West James D, Chen Xinping, Ping Ling, Gladson Santhi, Hamid Rizwan, Lloyd James E, Talati Megha
Vanderbilt University Medical Center.
Vanderbilt University School of Medicine.
Pulm Circ. 2019 May 24;10(1):2045894019856483. doi: 10.1177/2045894019856483.
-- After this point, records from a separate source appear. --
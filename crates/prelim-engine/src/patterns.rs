//! Regex patterns and field helpers shared by the extractors and fallback parsers

use lazy_static::lazy_static;
use prelim_types::{Money, Stated};
use regex::Regex;

lazy_static! {
    /// A money literal anywhere in text, e.g. `$2,129.89`
    pub static ref MONEY: Regex = Regex::new(r"\$\d[\d,]*\.\d{2}\b").unwrap();

    /// A written-out or numeric date, e.g. `March 5, 2019`, `March 2026`, `03/05/2019`
    pub static ref DATE: Regex = Regex::new(
        r"(?i)\b(?:(?:jan|feb|mar|apr|may|jun|jul|aug|sep|sept|oct|nov|dec)[a-z]*\.?(?:\s+\d{1,2},?)?\s+\d{4}|\d{1,2}/\d{1,2}/\d{2,4})\b"
    )
    .unwrap();

    /// A recording/instrument number such as `2019-0012345` or `20190012345`
    pub static ref RECORDING_NUMBER: Regex =
        Regex::new(r"\b(\d{2,4}-\d{3,}|\d{6,})\b").unwrap();

    /// `item no. 4`, `item #4`, `item 4`
    pub static ref ITEM_REFERENCE: Regex =
        Regex::new(r"(?i)\bitem\s+(?:no\.?\s*)?#?\s*(\d{1,3})\b").unwrap();

    /// `Label: value` labels the raw report uses. The value runs to the next
    /// label or the end of the line, so fields survive lost line breaks.
    static ref RAW_LABEL: Regex = Regex::new(
        r"(?i)\b(proposed\s+loan\s+amount|proposed\s+amount\s+of\s+insurance|proposed\s+amount|proposed\s+insured\s+lender|proposed\s+lender|proposed\s+insured|property\s+address|situs\s+address|effective\s+date|assessor[’']?s\s+parcel\s+(?:no\.?|number)|tax\s+identification\s+(?:no\.?|number)|tax\s+id|parcel\s+(?:no\.?|number)|apn|fiscal\s+year|code\s+area|(?:1st|first|2nd|second)\s+installment|penalty|homeowners?[’']?\s+exemption|exemption|default\s+(?:no\.?|number)|trustor/grantor|trustor|grantor|trustee|beneficiary|assignee|assignor|recording\s+date|recording\s+(?:no\.?|number)|recorded|instrument\s+(?:no\.?|number)|document\s+(?:no\.?|number)|loan\s+(?:no\.?|number)|dated|claimant|association|date\s+of\s+sale|sale\s+date|time\s+of\s+sale|place\s+of\s+sale|location\s+of\s+sale|address|amount\s+due|total\s+amount|amount)\s*:"
    )
    .unwrap();

    static ref PAID_WORD: Regex = Regex::new(r"(?i)\bpaid\b").unwrap();
    static ref OPEN_WORD: Regex = Regex::new(r"(?i)\b(open|unpaid|due|payable)\b").unwrap();
}

/// Values that mean the source explicitly has nothing for the field
const NOT_STATED_PHRASES: &[&str] = &[
    "not stated",
    "not provided",
    "not shown",
    "not listed",
    "not specified",
    "not available",
    "n/a",
    "na",
    "none",
    "none stated",
    "-",
];

/// Values that mean the field is there but unreadable
const UNCLEAR_PHRASES: &[&str] = &[
    "unclear",
    "unknown",
    "illegible",
    "ambiguous",
    "unreadable",
    "?",
];

/// Labeled fields of one clause, in source order
#[derive(Debug, Default, Clone)]
pub struct LabeledFields(Vec<(String, String)>);

impl LabeledFields {
    /// First non-empty value (in source order) whose label is one of `labels`
    pub fn first(&self, labels: &[&str]) -> Option<&str> {
        self.0
            .iter()
            .find(|(label, value)| !value.is_empty() && labels.contains(&label.as_str()))
            .map(|(_, value)| value.as_str())
    }

    /// True when any of `labels` appears, even with an empty value
    pub fn has(&self, labels: &[&str]) -> bool {
        self.0.iter().any(|(label, _)| labels.contains(&label.as_str()))
    }

    /// Every value for the given labels, in source order
    pub fn all(&self, labels: &[&str]) -> Vec<&str> {
        self.0
            .iter()
            .filter(|(label, _)| labels.contains(&label.as_str()))
            .map(|(_, value)| value.as_str())
            .collect()
    }

    pub fn iter(&self) -> impl Iterator<Item = (&str, &str)> {
        self.0.iter().map(|(label, value)| (label.as_str(), value.as_str()))
    }

    pub fn len(&self) -> usize {
        self.0.len()
    }

    pub fn is_empty(&self) -> bool {
        self.0.is_empty()
    }
}

impl FromIterator<(String, String)> for LabeledFields {
    fn from_iter<I: IntoIterator<Item = (String, String)>>(iter: I) -> Self {
        LabeledFields(iter.into_iter().collect())
    }
}

/// Scan raw report text for `Label: value` pairs.
pub fn scan_labeled_fields(text: &str) -> LabeledFields {
    let matches: Vec<_> = RAW_LABEL.captures_iter(text).collect();
    let mut fields = Vec::with_capacity(matches.len());

    for (i, caps) in matches.iter().enumerate() {
        let (Some(whole), Some(label)) = (caps.get(0), caps.get(1)) else {
            continue;
        };
        let next_start = matches
            .get(i + 1)
            .and_then(|next| next.get(0))
            .map(|m| m.start())
            .unwrap_or(text.len());
        let tail = &text[whole.end()..next_start];
        let value = tail.split('\n').next().unwrap_or("");
        fields.push((normalize_label(label.as_str()), clean_value(value)));
    }

    LabeledFields(fields)
}

/// Lowercase a label, drop `.`/`:`/`*`, fold curly apostrophes and collapse whitespace
pub fn normalize_label(label: &str) -> String {
    let folded: String = label
        .chars()
        .filter(|c| !matches!(c, '.' | ':' | '*'))
        .map(|c| if c == '’' { '\'' } else { c })
        .collect::<String>()
        .to_lowercase();
    collapse_whitespace(&folded)
}

pub fn collapse_whitespace(text: &str) -> String {
    text.split_whitespace().collect::<Vec<_>>().join(" ")
}

/// Trim a field value of whitespace, markdown bold and trailing separators
pub fn clean_value(value: &str) -> String {
    value
        .trim()
        .trim_matches('*')
        .trim()
        .trim_end_matches([',', ';'])
        .trim()
        .to_string()
}

/// Map an optional field value to a `Stated` string
pub fn stated_text(value: Option<&str>) -> Stated<String> {
    let Some(value) = value else {
        return Stated::NotStated;
    };
    let cleaned = clean_value(value);
    let lower = cleaned.to_lowercase();
    let lower = lower.trim_end_matches('.');

    if cleaned.is_empty() || NOT_STATED_PHRASES.contains(&lower) {
        Stated::NotStated
    } else if UNCLEAR_PHRASES.contains(&lower) {
        Stated::Unclear
    } else {
        Stated::Value(cleaned)
    }
}

/// Map an optional field value to money.
///
/// A money literal inside the value is copied verbatim. A value with no
/// literal is `Unclear`; it is never converted or rounded.
pub fn money_from_value(value: Option<&str>) -> Money {
    match stated_text(value) {
        Stated::Value(text) => match MONEY.find(&text) {
            Some(m) => Stated::Value(m.as_str().to_string()),
            None => Stated::Unclear,
        },
        other => other,
    }
}

/// First whitespace-separated token of a field value, e.g. a recording number
pub fn first_token(value: Option<&str>) -> Stated<String> {
    match stated_text(value) {
        Stated::Value(text) => {
            let token = text
                .split_whitespace()
                .next()
                .unwrap_or("")
                .trim_end_matches([',', ';', '.', ')'])
                .to_string();
            if token.is_empty() {
                Stated::Unclear
            } else {
                Stated::Value(token)
            }
        }
        other => other,
    }
}

/// Explicit payment status words in an installment value
pub fn explicit_installment_status(value: &str) -> Option<prelim_types::InstallmentStatus> {
    use prelim_types::InstallmentStatus;

    let lower = value.to_lowercase();
    if lower.contains("delinquent") {
        Some(InstallmentStatus::Delinquent)
    } else if PAID_WORD.is_match(value) {
        Some(InstallmentStatus::Paid)
    } else if OPEN_WORD.is_match(value) {
        Some(InstallmentStatus::Open)
    } else {
        None
    }
}

/// Ordinal label for a lien position
pub fn ordinal(n: usize) -> String {
    let suffix = match (n % 10, n % 100) {
        (_, 11..=13) => "th",
        (1, _) => "st",
        (2, _) => "nd",
        (3, _) => "rd",
        _ => "th",
    };
    format!("{}{}", n, suffix)
}

/// First sentence (or line) of a clause, capped at `max_chars`
pub fn first_sentence(text: &str, max_chars: usize) -> String {
    let line = text.lines().map(str::trim).find(|l| !l.is_empty()).unwrap_or("");
    let sentence = match line.find(". ") {
        Some(idx) => &line[..=idx],
        None => line,
    };
    truncate_chars(sentence.trim(), max_chars)
}

/// Truncate on a character boundary, marking the cut with an ellipsis
pub fn truncate_chars(text: &str, max_chars: usize) -> String {
    if text.chars().count() <= max_chars {
        return text.to_string();
    }
    let kept: String = text.chars().take(max_chars.saturating_sub(1)).collect();
    format!("{}…", kept.trim_end())
}

/// Last `n` characters of `text`, on a character boundary
pub fn tail_chars(text: &str, n: usize) -> &str {
    match text.char_indices().rev().nth(n.saturating_sub(1)) {
        Some((idx, _)) => &text[idx..],
        None => text,
    }
}

/// Check if lowercase text contains any of the keywords
pub fn contains_any(text_lower: &str, keywords: &[&str]) -> bool {
    keywords.iter().any(|k| text_lower.contains(k))
}

#[cfg(test)]
mod tests {
    use super::*;
    use pretty_assertions::assert_eq;
    use prelim_types::InstallmentStatus;

    #[test]
    fn test_scan_fields_on_separate_lines() {
        let text = "Amount: $450,000.00\nDated: March 1, 2019\nTrustee: First American Title Company";
        let fields = scan_labeled_fields(text);
        assert_eq!(fields.first(&["amount"]), Some("$450,000.00"));
        assert_eq!(fields.first(&["dated"]), Some("March 1, 2019"));
        assert_eq!(fields.first(&["trustee"]), Some("First American Title Company"));
    }

    #[test]
    fn test_scan_fields_survives_collapsed_lines() {
        let text = "Trustor/Grantor: John Doe, a single man Trustee: First American Title Company Beneficiary: ABC Bank";
        let fields = scan_labeled_fields(text);
        assert_eq!(fields.first(&["trustor/grantor"]), Some("John Doe, a single man"));
        assert_eq!(fields.first(&["trustee"]), Some("First American Title Company"));
        assert_eq!(fields.first(&["beneficiary"]), Some("ABC Bank"));
    }

    #[test]
    fn test_longer_label_wins_over_suffix() {
        let fields = scan_labeled_fields("Proposed Loan Amount: $600,000.00");
        assert_eq!(fields.first(&["proposed loan amount"]), Some("$600,000.00"));
        assert_eq!(fields.first(&["amount"]), None);
    }

    #[test]
    fn test_stated_text_sentinels() {
        assert_eq!(stated_text(None), Stated::NotStated);
        assert_eq!(stated_text(Some("  ")), Stated::NotStated);
        assert_eq!(stated_text(Some("Not stated")), Stated::NotStated);
        assert_eq!(stated_text(Some("N/A")), Stated::NotStated);
        assert_eq!(stated_text(Some("Unclear")), Stated::Unclear);
        assert_eq!(stated_text(Some("**ABC Bank**")), Stated::Value("ABC Bank".to_string()));
    }

    #[test]
    fn test_money_is_copied_verbatim_or_unclear() {
        assert_eq!(
            money_from_value(Some("$2,129.89 (PAID)")),
            Stated::Value("$2,129.89".to_string())
        );
        assert_eq!(money_from_value(Some("about 450k")), Stated::Unclear);
        assert_eq!(money_from_value(Some("$450,000")), Stated::Unclear);
        assert_eq!(money_from_value(Some("not stated")), Stated::NotStated);
        assert_eq!(money_from_value(None), Stated::NotStated);
    }

    #[test]
    fn test_installment_status_words() {
        assert_eq!(explicit_installment_status("(PAID)"), Some(InstallmentStatus::Paid));
        assert_eq!(
            explicit_installment_status("$1.00 DELINQUENT"),
            Some(InstallmentStatus::Delinquent)
        );
        assert_eq!(explicit_installment_status("unpaid"), Some(InstallmentStatus::Open));
        assert_eq!(explicit_installment_status("$1.00"), None);
    }

    #[test]
    fn test_ordinals() {
        assert_eq!(ordinal(1), "1st");
        assert_eq!(ordinal(2), "2nd");
        assert_eq!(ordinal(3), "3rd");
        assert_eq!(ordinal(4), "4th");
        assert_eq!(ordinal(11), "11th");
        assert_eq!(ordinal(22), "22nd");
    }

    #[test]
    fn test_truncate_respects_char_boundaries() {
        assert_eq!(truncate_chars("ééééé", 3), "éé…");
        assert_eq!(truncate_chars("short", 10), "short");
        assert_eq!(tail_chars("abcdé", 2), "dé");
    }

    #[test]
    fn test_first_sentence() {
        assert_eq!(
            first_sentence("\nTaxes defaulted. Amount to redeem below.", 80),
            "Taxes defaulted."
        );
    }
}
Inflammatory cells contribute to irreversible damage in pulmonary arterial hypertension (PAH). We hypothesized that in PAH, dysfunctional BMPR2 signaling in macrophages contributes to pulmonary vascular injury and phenotypic changes via proinflammatory cytokine production. Studies were conducted in: (1) Rosa26-rtTA2 3 X TetO7-Bmpr2delx4 FVB/N mice (mutant Bmpr2 is universally expressed, BMPR2 mice) given a weekly intra-tracheal liposomal clodronate injections for four weeks; and (2) LysM-Cre X floxed BMPR2 X floxed eGFP monocyte lineage-specific BMPR2 knockout (KO) mouse model (Bmpr2 gene expression knockdown in monocytic lineage cells) (BMPR2) following three weeks of sugen/hypoxia treatment. In the BMPR2 mice, increased right ventricular systolic pressure (RVSP; < 0.05) was normalized by clodronate, and in monocyte lineage-specific BMPR2 mice sugen hypoxia treatment increased ( < 0.05) RVSP compared to control littermates, suggesting that suppressed BMPR2 in macrophages modulate RVSP in animal models of PH. In addition, in these mouse models, muscularized pulmonary vessels were increased ( < 0.05) and surrounded by an increased number of macrophages. Elimination of macrophages in BMPR2 mice reduced the number of muscularized pulmonary vessels and macrophages surrounding these vessels. Further, in monocyte lineage-specific BMPR2 mice, there was significant increase in proinflammatory cytokines, including C-X-C Motif Chemokine Ligand 12 (CXCL12), complement component 5 a (C5a), Interleukin-16 (IL-16), and secretory ICAM. C5a positive inflammatory cells present in and around the pulmonary vessels in the PAH lung could potentially be involved in pulmonary vessel remodeling. In summary, our data indicate that, in BMPR2-related PAH, macrophages with dysfunctional BMPR2 influence pulmonary vascular remodeling and phenotypic outcomes via proinflammatory cytokine production.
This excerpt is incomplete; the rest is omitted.